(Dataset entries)

^^^^^^^^

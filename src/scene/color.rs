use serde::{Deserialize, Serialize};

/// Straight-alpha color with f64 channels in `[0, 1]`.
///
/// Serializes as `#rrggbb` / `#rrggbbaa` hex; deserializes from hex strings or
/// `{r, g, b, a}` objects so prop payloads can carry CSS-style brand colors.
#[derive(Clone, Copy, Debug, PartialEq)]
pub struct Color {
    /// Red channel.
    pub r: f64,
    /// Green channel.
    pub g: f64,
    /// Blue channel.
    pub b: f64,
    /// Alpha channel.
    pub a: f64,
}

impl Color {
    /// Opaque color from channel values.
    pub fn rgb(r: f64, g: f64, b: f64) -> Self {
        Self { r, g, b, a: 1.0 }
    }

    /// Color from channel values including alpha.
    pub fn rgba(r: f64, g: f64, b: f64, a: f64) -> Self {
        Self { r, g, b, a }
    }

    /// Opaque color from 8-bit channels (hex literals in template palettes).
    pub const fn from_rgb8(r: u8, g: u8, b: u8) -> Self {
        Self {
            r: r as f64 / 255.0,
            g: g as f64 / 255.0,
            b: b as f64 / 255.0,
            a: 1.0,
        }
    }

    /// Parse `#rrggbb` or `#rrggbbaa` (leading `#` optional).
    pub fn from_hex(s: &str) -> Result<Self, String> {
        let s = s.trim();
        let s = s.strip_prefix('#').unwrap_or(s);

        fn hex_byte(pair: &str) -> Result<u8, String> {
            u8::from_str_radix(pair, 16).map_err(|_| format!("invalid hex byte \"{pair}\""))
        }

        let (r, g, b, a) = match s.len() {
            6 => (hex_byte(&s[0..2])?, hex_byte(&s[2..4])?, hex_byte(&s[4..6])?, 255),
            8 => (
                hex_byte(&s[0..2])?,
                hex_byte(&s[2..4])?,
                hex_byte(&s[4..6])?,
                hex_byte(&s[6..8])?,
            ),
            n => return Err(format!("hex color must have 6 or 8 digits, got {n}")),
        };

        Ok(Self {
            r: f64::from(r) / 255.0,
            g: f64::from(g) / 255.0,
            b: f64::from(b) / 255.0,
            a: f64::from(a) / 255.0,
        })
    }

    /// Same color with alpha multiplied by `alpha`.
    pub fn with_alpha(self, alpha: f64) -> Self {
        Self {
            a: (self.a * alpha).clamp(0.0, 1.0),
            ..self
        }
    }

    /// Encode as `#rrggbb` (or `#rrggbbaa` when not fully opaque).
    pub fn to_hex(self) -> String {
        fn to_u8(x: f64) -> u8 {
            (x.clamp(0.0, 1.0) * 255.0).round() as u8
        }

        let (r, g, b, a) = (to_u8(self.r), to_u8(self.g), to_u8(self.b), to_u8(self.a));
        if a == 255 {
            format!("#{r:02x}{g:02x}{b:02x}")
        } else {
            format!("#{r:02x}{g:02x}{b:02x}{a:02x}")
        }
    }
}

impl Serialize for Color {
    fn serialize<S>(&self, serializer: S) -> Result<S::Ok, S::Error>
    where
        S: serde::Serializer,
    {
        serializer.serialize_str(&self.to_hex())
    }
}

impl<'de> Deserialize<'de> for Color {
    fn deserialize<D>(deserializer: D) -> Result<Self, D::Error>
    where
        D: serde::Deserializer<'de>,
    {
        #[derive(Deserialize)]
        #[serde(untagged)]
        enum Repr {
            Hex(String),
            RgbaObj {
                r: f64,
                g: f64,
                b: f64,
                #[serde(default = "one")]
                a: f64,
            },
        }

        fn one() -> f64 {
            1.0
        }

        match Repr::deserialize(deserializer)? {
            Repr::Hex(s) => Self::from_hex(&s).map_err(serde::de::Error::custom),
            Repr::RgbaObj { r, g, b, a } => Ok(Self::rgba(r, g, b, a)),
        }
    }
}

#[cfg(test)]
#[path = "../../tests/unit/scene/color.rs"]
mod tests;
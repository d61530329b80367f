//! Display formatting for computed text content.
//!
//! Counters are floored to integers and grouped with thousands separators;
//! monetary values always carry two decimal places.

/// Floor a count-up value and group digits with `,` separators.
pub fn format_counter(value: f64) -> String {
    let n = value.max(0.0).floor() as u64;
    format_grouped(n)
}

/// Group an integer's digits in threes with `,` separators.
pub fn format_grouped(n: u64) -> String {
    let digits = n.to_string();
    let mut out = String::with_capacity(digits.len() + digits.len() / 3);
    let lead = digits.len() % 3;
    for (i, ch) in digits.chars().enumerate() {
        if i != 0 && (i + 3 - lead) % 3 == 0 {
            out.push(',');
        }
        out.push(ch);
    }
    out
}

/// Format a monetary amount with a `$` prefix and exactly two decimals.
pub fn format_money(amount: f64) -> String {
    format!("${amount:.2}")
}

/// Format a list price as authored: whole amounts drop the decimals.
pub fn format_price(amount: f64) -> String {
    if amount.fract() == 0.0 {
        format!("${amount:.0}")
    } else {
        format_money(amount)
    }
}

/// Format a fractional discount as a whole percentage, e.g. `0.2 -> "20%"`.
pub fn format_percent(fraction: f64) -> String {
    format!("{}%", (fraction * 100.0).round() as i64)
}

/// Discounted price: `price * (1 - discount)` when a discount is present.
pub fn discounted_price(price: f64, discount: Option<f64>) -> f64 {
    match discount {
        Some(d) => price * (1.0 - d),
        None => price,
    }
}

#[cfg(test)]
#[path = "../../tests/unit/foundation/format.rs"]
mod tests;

^^^^^^^^

Problem> Spot every line in the entries that includes the word "derive", and copy each one out.

Reply>
#[derive(Clone, Copy, Debug, PartialEq)]
        #[derive(Deserialize)]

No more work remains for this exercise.